Excerpts from a dataset:
--- --- ---

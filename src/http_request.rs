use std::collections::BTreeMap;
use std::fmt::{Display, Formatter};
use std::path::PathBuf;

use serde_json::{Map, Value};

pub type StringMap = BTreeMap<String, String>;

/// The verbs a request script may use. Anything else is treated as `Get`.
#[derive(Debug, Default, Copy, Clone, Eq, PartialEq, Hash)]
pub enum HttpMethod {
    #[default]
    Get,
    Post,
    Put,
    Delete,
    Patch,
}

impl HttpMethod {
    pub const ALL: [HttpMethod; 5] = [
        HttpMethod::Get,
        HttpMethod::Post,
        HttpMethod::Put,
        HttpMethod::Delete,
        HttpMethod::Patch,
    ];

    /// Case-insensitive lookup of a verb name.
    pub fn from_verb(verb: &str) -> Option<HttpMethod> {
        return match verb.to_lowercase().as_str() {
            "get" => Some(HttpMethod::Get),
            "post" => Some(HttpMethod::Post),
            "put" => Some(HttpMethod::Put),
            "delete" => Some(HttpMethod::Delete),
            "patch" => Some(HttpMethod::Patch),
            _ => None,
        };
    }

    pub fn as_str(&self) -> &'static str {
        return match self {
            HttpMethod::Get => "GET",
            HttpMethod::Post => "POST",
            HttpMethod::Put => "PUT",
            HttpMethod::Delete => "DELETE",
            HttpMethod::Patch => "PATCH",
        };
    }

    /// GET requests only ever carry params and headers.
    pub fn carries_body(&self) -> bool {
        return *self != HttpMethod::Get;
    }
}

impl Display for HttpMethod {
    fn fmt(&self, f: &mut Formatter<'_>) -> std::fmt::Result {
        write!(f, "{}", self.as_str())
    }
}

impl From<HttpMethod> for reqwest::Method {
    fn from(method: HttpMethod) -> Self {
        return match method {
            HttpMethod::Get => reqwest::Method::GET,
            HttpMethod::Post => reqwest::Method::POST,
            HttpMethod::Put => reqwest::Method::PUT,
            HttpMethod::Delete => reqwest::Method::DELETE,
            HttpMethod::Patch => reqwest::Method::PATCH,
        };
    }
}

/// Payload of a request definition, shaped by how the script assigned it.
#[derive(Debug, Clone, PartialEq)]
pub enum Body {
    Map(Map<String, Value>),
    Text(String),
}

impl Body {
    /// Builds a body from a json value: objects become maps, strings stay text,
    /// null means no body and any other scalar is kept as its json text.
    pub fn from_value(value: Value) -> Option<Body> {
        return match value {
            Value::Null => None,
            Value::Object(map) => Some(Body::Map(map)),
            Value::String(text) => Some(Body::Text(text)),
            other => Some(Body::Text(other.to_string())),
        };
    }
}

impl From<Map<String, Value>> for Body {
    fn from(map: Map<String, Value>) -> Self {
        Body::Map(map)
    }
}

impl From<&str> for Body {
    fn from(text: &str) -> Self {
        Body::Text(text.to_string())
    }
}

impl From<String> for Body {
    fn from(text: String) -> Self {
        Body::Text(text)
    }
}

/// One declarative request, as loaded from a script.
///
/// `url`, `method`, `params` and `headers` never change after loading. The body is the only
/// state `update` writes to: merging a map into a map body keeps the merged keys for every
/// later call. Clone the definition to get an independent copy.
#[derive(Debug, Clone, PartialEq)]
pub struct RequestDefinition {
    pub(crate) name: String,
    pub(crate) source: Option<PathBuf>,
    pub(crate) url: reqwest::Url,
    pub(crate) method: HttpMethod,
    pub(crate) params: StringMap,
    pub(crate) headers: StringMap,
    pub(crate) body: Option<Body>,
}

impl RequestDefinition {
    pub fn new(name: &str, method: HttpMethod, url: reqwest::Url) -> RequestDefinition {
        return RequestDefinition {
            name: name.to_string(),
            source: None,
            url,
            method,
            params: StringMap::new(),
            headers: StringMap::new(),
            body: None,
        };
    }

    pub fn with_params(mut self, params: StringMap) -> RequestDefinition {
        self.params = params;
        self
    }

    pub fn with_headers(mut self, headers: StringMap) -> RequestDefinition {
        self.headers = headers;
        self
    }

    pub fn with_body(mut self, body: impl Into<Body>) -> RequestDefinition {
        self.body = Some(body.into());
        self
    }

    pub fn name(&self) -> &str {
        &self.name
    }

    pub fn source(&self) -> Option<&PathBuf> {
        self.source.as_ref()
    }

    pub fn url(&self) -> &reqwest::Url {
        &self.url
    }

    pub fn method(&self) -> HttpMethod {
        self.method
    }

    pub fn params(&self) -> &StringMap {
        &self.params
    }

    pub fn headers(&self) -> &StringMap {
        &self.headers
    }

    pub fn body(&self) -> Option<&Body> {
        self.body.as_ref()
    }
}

--- --- ---

» What is being asked: Would you please give all of the records again exactly as they stand?

» Expected answer:
filename src/http_request.rs
use std::collections::BTreeMap;
use std::fmt::{Display, Formatter};
use std::path::PathBuf;

use serde_json::{Map, Value};

pub type StringMap = BTreeMap<String, String>;

/// The verbs a request script may use. Anything else is treated as `Get`.
#[derive(Debug, Default, Copy, Clone, Eq, PartialEq, Hash)]
pub enum HttpMethod {
    #[default]
    Get,
    Post,
    Put,
    Delete,
    Patch,
}

impl HttpMethod {
    pub const ALL: [HttpMethod; 5] = [
        HttpMethod::Get,
        HttpMethod::Post,
        HttpMethod::Put,
        HttpMethod::Delete,
        HttpMethod::Patch,
    ];

    /// Case-insensitive lookup of a verb name.
    pub fn from_verb(verb: &str) -> Option<HttpMethod> {
        return match verb.to_lowercase().as_str() {
            "get" => Some(HttpMethod::Get),
            "post" => Some(HttpMethod::Post),
            "put" => Some(HttpMethod::Put),
            "delete" => Some(HttpMethod::Delete),
            "patch" => Some(HttpMethod::Patch),
            _ => None,
        };
    }

    pub fn as_str(&self) -> &'static str {
        return match self {
            HttpMethod::Get => "GET",
            HttpMethod::Post => "POST",
            HttpMethod::Put => "PUT",
            HttpMethod::Delete => "DELETE",
            HttpMethod::Patch => "PATCH",
        };
    }

    /// GET requests only ever carry params and headers.
    pub fn carries_body(&self) -> bool {
        return *self != HttpMethod::Get;
    }
}

impl Display for HttpMethod {
    fn fmt(&self, f: &mut Formatter<'_>) -> std::fmt::Result {
        write!(f, "{}", self.as_str())
    }
}

impl From<HttpMethod> for reqwest::Method {
    fn from(method: HttpMethod) -> Self {
        return match method {
            HttpMethod::Get => reqwest::Method::GET,
            HttpMethod::Post => reqwest::Method::POST,
            HttpMethod::Put => reqwest::Method::PUT,
            HttpMethod::Delete => reqwest::Method::DELETE,
            HttpMethod::Patch => reqwest::Method::PATCH,
        };
    }
}

/// Payload of a request definition, shaped by how the script assigned it.
#[derive(Debug, Clone, PartialEq)]
pub enum Body {
    Map(Map<String, Value>),
    Text(String),
}

impl Body {
    /// Builds a body from a json value: objects become maps, strings stay text,
    /// null means no body and any other scalar is kept as its json text.
    pub fn from_value(value: Value) -> Option<Body> {
        return match value {
            Value::Null => None,
            Value::Object(map) => Some(Body::Map(map)),
            Value::String(text) => Some(Body::Text(text)),
            other => Some(Body::Text(other.to_string())),
        };
    }
}

impl From<Map<String, Value>> for Body {
    fn from(map: Map<String, Value>) -> Self {
        Body::Map(map)
    }
}

impl From<&str> for Body {
    fn from(text: &str) -> Self {
        Body::Text(text.to_string())
    }
}

impl From<String> for Body {
    fn from(text: String) -> Self {
        Body::Text(text)
    }
}

/// One declarative request, as loaded from a script.
///
/// `url`, `method`, `params` and `headers` never change after loading. The body is the only
/// state `update` writes to: merging a map into a map body keeps the merged keys for every
/// later call. Clone the definition to get an independent copy.
#[derive(Debug, Clone, PartialEq)]
pub struct RequestDefinition {
    pub(crate) name: String,
    pub(crate) source: Option<PathBuf>,
    pub(crate) url: reqwest::Url,
    pub(crate) method: HttpMethod,
    pub(crate) params: StringMap,
    pub(crate) headers: StringMap,
    pub(crate) body: Option<Body>,
}

impl RequestDefinition {
    pub fn new(name: &str, method: HttpMethod, url: reqwest::Url) -> RequestDefinition {
        return RequestDefinition {
            name: name.to_string(),
            source: None,
            url,
            method,
            params: StringMap::new(),
            headers: StringMap::new(),
            body: None,
        };
    }

    pub fn with_params(mut self, params: StringMap) -> RequestDefinition {
        self.params = params;
        self
    }

    pub fn with_headers(mut self, headers: StringMap) -> RequestDefinition {
        self.headers = headers;
        self
    }

    pub fn with_body(mut self, body: impl Into<Body>) -> RequestDefinition {
        self.body = Some(body.into());
        self
    }

    pub fn name(&self) -> &str {
        &self.name
    }

    pub fn source(&self) -> Option<&PathBuf> {
        self.source.as_ref()
    }

    pub fn url(&self) -> &reqwest::Url {
        &self.url
    }

    pub fn method(&self) -> HttpMethod {
        self.method
    }

    pub fn params(&self) -> &StringMap {
        &self.params
    }

    pub fn headers(&self) -> &StringMap {
        &self.headers
    }

    pub fn body(&self) -> Option<&Body> {
        self.body.as_ref()
    }
}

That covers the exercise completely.